Stored data:
════

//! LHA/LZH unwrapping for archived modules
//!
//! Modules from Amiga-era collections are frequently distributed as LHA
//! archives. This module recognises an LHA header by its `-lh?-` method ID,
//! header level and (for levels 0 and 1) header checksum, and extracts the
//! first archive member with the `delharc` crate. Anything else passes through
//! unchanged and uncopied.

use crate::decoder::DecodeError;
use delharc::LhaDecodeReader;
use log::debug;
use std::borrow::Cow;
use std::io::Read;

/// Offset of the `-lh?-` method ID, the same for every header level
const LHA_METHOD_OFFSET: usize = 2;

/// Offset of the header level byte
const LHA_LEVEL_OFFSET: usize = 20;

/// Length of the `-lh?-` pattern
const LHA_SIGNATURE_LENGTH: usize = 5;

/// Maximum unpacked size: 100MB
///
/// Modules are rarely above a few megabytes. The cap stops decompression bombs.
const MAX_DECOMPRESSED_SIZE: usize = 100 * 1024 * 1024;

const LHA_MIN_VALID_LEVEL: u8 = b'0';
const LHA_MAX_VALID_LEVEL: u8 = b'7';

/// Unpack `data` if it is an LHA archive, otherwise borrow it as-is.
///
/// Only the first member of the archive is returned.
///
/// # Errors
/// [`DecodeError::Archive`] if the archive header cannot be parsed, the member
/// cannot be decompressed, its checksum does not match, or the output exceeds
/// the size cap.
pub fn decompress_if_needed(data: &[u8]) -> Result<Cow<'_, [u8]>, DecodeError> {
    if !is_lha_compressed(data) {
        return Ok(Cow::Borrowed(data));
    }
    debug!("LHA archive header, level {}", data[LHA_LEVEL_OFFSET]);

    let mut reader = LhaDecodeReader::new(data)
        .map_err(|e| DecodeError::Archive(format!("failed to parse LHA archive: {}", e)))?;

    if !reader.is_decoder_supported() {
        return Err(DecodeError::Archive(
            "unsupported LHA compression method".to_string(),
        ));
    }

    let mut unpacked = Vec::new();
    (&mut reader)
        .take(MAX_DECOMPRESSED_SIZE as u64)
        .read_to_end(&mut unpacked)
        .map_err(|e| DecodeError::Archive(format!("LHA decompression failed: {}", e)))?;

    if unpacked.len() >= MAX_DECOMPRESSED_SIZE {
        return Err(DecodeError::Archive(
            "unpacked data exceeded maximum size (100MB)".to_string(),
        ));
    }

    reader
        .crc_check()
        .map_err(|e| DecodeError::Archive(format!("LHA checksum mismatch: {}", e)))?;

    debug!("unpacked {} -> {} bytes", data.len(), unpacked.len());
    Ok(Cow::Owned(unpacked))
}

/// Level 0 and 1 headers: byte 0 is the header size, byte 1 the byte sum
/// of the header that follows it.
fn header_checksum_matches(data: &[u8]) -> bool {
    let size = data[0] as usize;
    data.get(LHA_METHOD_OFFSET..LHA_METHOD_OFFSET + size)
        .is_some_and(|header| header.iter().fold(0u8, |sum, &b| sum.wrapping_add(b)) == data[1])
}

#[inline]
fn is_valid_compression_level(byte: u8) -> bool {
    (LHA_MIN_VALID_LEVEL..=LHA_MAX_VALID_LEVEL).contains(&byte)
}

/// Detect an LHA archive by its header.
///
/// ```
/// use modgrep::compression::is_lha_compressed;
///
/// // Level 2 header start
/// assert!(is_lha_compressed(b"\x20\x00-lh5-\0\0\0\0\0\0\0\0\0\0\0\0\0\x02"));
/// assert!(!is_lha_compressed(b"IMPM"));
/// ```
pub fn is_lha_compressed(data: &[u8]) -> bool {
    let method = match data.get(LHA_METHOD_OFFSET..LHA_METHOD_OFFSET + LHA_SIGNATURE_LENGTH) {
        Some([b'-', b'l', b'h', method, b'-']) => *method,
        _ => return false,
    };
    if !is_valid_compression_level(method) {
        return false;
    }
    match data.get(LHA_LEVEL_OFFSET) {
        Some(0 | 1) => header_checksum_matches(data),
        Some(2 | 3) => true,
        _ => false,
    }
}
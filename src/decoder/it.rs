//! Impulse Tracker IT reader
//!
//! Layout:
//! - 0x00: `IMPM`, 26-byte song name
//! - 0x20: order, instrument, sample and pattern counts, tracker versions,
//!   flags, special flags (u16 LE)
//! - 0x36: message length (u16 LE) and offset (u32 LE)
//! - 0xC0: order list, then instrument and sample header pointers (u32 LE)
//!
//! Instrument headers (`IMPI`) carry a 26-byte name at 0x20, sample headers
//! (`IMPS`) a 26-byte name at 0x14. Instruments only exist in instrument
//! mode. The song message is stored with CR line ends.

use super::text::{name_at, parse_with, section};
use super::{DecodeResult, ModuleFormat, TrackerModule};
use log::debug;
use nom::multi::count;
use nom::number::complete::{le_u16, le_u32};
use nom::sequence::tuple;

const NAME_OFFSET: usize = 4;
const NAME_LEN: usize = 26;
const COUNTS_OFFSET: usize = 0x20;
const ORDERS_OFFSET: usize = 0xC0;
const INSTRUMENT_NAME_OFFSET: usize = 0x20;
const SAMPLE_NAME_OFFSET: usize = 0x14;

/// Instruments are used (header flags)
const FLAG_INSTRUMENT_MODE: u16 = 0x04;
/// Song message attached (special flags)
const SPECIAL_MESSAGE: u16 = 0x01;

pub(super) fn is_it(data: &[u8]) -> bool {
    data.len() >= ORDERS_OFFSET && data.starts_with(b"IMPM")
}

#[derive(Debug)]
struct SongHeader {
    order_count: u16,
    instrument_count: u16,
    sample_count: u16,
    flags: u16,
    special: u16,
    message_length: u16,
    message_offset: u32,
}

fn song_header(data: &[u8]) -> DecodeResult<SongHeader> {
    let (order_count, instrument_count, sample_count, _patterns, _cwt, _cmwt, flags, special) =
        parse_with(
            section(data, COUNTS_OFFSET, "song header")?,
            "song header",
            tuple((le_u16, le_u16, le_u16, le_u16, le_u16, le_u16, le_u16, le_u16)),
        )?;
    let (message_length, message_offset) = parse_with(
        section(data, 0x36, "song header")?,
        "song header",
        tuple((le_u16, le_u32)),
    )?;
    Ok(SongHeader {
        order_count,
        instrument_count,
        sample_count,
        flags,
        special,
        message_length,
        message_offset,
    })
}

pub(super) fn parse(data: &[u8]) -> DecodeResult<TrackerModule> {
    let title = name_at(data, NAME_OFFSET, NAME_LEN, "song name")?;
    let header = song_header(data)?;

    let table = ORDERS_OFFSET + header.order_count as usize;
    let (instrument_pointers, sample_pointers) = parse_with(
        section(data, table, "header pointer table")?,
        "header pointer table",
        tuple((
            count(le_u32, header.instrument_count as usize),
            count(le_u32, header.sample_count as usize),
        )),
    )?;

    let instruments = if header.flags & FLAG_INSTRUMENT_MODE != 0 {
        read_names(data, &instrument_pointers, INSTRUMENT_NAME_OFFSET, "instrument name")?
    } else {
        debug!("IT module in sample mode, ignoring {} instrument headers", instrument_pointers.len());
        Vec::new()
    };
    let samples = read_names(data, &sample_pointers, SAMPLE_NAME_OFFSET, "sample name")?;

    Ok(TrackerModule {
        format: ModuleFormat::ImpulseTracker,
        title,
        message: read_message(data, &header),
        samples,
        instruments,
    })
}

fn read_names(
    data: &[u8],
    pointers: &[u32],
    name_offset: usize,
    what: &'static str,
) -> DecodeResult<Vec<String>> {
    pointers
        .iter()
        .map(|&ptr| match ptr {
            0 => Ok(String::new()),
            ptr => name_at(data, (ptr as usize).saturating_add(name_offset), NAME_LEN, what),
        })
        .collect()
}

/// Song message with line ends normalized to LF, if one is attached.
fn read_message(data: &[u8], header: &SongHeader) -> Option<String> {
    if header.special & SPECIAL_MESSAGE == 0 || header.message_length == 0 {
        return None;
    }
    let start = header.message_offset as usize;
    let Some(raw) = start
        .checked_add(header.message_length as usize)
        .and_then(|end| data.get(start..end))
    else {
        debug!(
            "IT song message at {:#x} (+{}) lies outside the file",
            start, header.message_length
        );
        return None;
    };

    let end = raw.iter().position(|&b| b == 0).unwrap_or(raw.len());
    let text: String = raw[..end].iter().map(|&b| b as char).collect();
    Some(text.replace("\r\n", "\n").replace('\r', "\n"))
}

════

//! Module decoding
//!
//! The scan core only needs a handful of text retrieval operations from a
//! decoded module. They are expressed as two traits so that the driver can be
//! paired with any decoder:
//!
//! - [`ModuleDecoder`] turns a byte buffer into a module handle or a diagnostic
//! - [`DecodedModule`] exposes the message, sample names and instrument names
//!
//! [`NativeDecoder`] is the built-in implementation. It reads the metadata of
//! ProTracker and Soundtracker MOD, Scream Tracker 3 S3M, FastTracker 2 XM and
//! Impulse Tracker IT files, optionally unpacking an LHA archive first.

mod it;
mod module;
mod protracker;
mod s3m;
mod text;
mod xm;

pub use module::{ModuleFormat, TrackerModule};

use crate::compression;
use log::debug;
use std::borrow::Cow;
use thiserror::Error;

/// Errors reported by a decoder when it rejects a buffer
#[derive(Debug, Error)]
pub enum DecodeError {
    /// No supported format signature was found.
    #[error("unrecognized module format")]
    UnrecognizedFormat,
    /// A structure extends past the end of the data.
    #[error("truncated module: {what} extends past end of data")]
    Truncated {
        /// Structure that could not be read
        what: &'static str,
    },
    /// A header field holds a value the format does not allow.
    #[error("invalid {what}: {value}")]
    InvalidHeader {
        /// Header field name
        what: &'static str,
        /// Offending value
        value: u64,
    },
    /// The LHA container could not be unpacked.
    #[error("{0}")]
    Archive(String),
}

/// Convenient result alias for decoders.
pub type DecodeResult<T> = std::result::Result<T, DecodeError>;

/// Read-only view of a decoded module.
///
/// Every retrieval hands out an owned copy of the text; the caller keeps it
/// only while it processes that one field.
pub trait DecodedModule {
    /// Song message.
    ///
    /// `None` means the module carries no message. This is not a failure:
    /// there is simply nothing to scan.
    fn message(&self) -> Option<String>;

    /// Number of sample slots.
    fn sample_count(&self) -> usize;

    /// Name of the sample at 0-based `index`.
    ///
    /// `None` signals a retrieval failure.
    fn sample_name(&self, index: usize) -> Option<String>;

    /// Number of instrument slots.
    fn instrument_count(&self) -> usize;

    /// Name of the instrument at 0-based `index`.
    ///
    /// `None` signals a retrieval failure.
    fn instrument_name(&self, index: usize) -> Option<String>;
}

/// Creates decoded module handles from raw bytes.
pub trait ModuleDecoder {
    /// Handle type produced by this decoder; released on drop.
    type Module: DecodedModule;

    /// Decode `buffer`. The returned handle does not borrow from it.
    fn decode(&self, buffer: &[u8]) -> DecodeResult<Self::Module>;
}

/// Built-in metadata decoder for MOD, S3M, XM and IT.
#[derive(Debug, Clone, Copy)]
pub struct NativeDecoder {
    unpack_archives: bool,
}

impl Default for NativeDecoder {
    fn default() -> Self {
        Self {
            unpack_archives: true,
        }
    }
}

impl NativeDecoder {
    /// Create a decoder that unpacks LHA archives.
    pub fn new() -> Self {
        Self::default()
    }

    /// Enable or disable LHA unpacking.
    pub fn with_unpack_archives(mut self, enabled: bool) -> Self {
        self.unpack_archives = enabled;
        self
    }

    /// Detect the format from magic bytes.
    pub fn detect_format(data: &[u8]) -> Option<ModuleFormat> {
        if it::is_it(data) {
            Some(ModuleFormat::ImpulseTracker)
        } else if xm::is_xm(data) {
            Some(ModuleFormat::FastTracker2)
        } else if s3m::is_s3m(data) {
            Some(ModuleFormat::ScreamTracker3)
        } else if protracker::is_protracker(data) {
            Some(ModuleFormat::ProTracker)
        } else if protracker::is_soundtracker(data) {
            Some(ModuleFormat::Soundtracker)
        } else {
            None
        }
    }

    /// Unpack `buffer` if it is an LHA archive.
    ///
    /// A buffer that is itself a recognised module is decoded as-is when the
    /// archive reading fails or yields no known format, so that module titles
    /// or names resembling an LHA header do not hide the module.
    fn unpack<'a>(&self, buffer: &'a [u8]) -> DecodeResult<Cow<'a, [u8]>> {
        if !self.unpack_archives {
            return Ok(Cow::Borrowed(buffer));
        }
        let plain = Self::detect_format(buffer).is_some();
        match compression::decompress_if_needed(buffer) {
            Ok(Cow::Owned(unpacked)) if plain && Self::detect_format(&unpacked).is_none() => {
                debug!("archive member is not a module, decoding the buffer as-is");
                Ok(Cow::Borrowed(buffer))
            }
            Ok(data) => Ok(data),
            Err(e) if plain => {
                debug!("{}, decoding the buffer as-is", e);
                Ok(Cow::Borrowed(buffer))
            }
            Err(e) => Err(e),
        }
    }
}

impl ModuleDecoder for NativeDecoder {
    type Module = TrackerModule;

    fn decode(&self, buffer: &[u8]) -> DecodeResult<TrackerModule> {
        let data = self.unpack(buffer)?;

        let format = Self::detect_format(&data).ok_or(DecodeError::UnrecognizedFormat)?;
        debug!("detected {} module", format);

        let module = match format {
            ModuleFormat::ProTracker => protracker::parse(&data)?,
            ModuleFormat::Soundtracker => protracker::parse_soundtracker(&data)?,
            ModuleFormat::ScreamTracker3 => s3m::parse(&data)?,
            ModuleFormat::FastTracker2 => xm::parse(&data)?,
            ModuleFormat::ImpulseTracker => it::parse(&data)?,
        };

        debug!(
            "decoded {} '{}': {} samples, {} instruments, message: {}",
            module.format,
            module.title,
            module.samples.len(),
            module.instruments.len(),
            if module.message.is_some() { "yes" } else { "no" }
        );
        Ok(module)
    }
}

════

Problem statement:
Give again exactly, and only, the lines above starting at the one with "for archived modules" and ending at the one with "parsed, the member".

Reply:
//! LHA/LZH unwrapping for archived modules
//!
//! Modules from Amiga-era collections are frequently distributed as LHA
//! archives. This module recognises an LHA header by its `-lh?-` method ID,
//! header level and (for levels 0 and 1) header checksum, and extracts the
//! first archive member with the `delharc` crate. Anything else passes through
//! unchanged and uncopied.

use crate::decoder::DecodeError;
use delharc::LhaDecodeReader;
use log::debug;
use std::borrow::Cow;
use std::io::Read;

/// Offset of the `-lh?-` method ID, the same for every header level
const LHA_METHOD_OFFSET: usize = 2;

/// Offset of the header level byte
const LHA_LEVEL_OFFSET: usize = 20;

/// Length of the `-lh?-` pattern
const LHA_SIGNATURE_LENGTH: usize = 5;

/// Maximum unpacked size: 100MB
///
/// Modules are rarely above a few megabytes. The cap stops decompression bombs.
const MAX_DECOMPRESSED_SIZE: usize = 100 * 1024 * 1024;

const LHA_MIN_VALID_LEVEL: u8 = b'0';
const LHA_MAX_VALID_LEVEL: u8 = b'7';

/// Unpack `data` if it is an LHA archive, otherwise borrow it as-is.
///
/// Only the first member of the archive is returned.
///
/// # Errors
/// [`DecodeError::Archive`] if the archive header cannot be parsed, the member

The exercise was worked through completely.